Is Nuclear Power Part of the Climate Solution?
Nuclear power’s biggest environmental challenge is the waste it produces, which requires thousands or tens of thousands of years of safe storage. But there isn’t a lot of it: All of the nuclear waste produced in the U.S. since the 1950s adds up to about 85,000 tons of material. Compare that with the tens of billions of tons of carbon dioxide that would have been produced had that electricity come from fossil fuels instead.
The U.S. Department of Energy estimates that the nation’s total nuclear waste would cover a single football field, 10 yards high. By contrast, carbon dioxide, a colorless, odorless gas, is typically released into the atmosphere, affecting the climate of the entire globe.

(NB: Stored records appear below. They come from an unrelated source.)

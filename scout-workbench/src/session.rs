//! User Session
//!
//! Explicit login state handed to whatever needs the current user. The user
//! is optionally persisted to a JSON file so it survives restarts; file
//! problems are logged and otherwise ignored.

use scout_client::{ClientError, Result, UserDirectory};
use scout_core::domain::pattern::QueryPattern;
use scout_core::domain::user::User;
use scout_core::dto::user::LoginRequest;
use std::path::PathBuf;
use std::sync::Arc;

pub struct Session {
    directory: Arc<dyn UserDirectory>,
    user: Option<User>,
    file: Option<PathBuf>,
}

impl Session {
    /// In-memory session
    pub fn new(directory: Arc<dyn UserDirectory>) -> Self {
        Self {
            directory,
            user: None,
            file: None,
        }
    }

    /// Session persisted at `path`
    pub fn with_file(directory: Arc<dyn UserDirectory>, path: impl Into<PathBuf>) -> Self {
        Self {
            file: Some(path.into()),
            ..Self::new(directory)
        }
    }

    /// Loads a previously persisted user; returns whether one was found
    pub fn restore(&mut self) -> bool {
        let Some(path) = &self.file else {
            return false;
        };
        if !path.exists() {
            return false;
        }

        let content = match std::fs::read_to_string(path) {
            Ok(content) => content,
            Err(e) => {
                tracing::warn!("Failed to read session file {}: {}", path.display(), e);
                return false;
            }
        };
        match serde_json::from_str::<User>(&content) {
            Ok(user) => {
                tracing::debug!("Restored session for {}", user.email);
                self.user = Some(user);
                true
            }
            Err(e) => {
                tracing::warn!("Ignoring unreadable session file {}: {}", path.display(), e);
                false
            }
        }
    }

    pub async fn login(&mut self, email: &str, name: Option<&str>) -> Result<&User> {
        let email = email.trim();
        if email.is_empty() {
            return Err(ClientError::validation("Email is required"));
        }

        let req = LoginRequest {
            email: email.to_string(),
            name: name.map(str::trim).filter(|n| !n.is_empty()).map(str::to_string),
        };
        let user = self.directory.login(&req).await?;
        tracing::info!("Logged in as {}", user.email);

        self.user = Some(user);
        self.persist();
        self.current()
            .ok_or_else(|| ClientError::validation("Login did not produce a user"))
    }

    pub fn logout(&mut self) {
        if let Some(user) = self.user.take() {
            tracing::info!("Logged out {}", user.email);
        }
        if let Some(path) = &self.file {
            if path.exists() {
                if let Err(e) = std::fs::remove_file(path) {
                    tracing::warn!("Failed to remove session file {}: {}", path.display(), e);
                }
            }
        }
    }

    pub fn current(&self) -> Option<&User> {
        self.user.as_ref()
    }

    pub fn is_logged_in(&self) -> bool {
        self.user.is_some()
    }

    /// Whether the logged-in user has `name` in their collection
    pub fn is_query_saved(&self, name: &str) -> bool {
        self.user.as_ref().is_some_and(|u| u.has_saved(name))
    }

    /// Adds a pattern to the user's collection
    pub async fn add_to_collection(&mut self, name: &str) -> Result<()> {
        let user_id = self.require_user()?.user_id.clone();
        self.directory.add_to_collection(&user_id, name).await?;

        if let Some(user) = self.user.as_mut() {
            if !user.has_saved(name) {
                user.saved_queries.push(name.to_string());
            }
        }
        self.persist();
        Ok(())
    }

    /// Removes a pattern from the user's collection
    pub async fn remove_from_collection(&mut self, name: &str) -> Result<()> {
        let user_id = self.require_user()?.user_id.clone();
        self.directory.remove_from_collection(&user_id, name).await?;

        if let Some(user) = self.user.as_mut() {
            user.saved_queries.retain(|q| q != name);
        }
        self.persist();
        Ok(())
    }

    /// Patterns in the user's collection, as the backend knows them
    pub async fn collection(&self) -> Result<Vec<QueryPattern>> {
        let user = self.require_user()?;
        self.directory.user_queries(&user.user_id).await
    }

    fn require_user(&self) -> Result<&User> {
        self.user.as_ref().ok_or_else(|| {
            ClientError::validation("Please login to save queries to your collection")
        })
    }

    fn persist(&self) {
        let (Some(path), Some(user)) = (&self.file, &self.user) else {
            return;
        };
        if let Some(parent) = path.parent() {
            if let Err(e) = std::fs::create_dir_all(parent) {
                tracing::warn!("Failed to create {}: {}", parent.display(), e);
                return;
            }
        }

        let written = serde_json::to_string_pretty(user)
            .map_err(|e| e.to_string())
            .and_then(|json| std::fs::write(path, json).map_err(|e| e.to_string()));
        if let Err(e) = written {
            tracing::warn!("Failed to write session file {}: {}", path.display(), e);
        }
    }
}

The physical footprint of a nuclear plant is small compared with dams, strip mines and arrays of solar panels. Nuclear might even have large greenhouse-gas advantages compared with “bioenergy,” which can
emit a lot of carbon dioxide to produce fuel from organic material, and hydropower, which generates tons of carbon dioxide from the construction of large dams and can release
large quantities of methane due to decomposing plant matter in reservoirs.
With these advantages in mind, governments around the world have started to give nuclear power another look. In the U.S., the $1.2 trillion infrastructure package signed into law by President Joe Biden in November included $6 billion in subsidies to keep existing nuclear plants running longer and earmarked $2.5 billion for research and development of new nuclear technologies.
In France, as part of a massive push to “reindustrialize,” the government will spend $1.13 billion on nuclear power R&D by 2030. The focus is on developing a new generation of small modular reactors (SMRs) to replace parts of the existing fleet that supplies around 70% of the country’s electricity.
China, meanwhile,
intends to build more than 150 new reactors in the next 15 years and will surpass the U.S. as the world’s largest generator of nuclear power within five years. In the past decade China has invested around $470 million in molten-salt reactors, a technology that uses fuel in a liquid state rather than solid rods, reducing the risk of meltdowns. The U.S. experimented with the technology in the 1960s but gave up on it as too expensive. China is now building the first molten-salt reactor that uses
thorium as fuel, instead of more radioactive plutonium or uranium. An added advantage is that thorium accumulates as a waste product in China’s growing rare-earth mines, making possible much-needed cost savings for an expensive technology.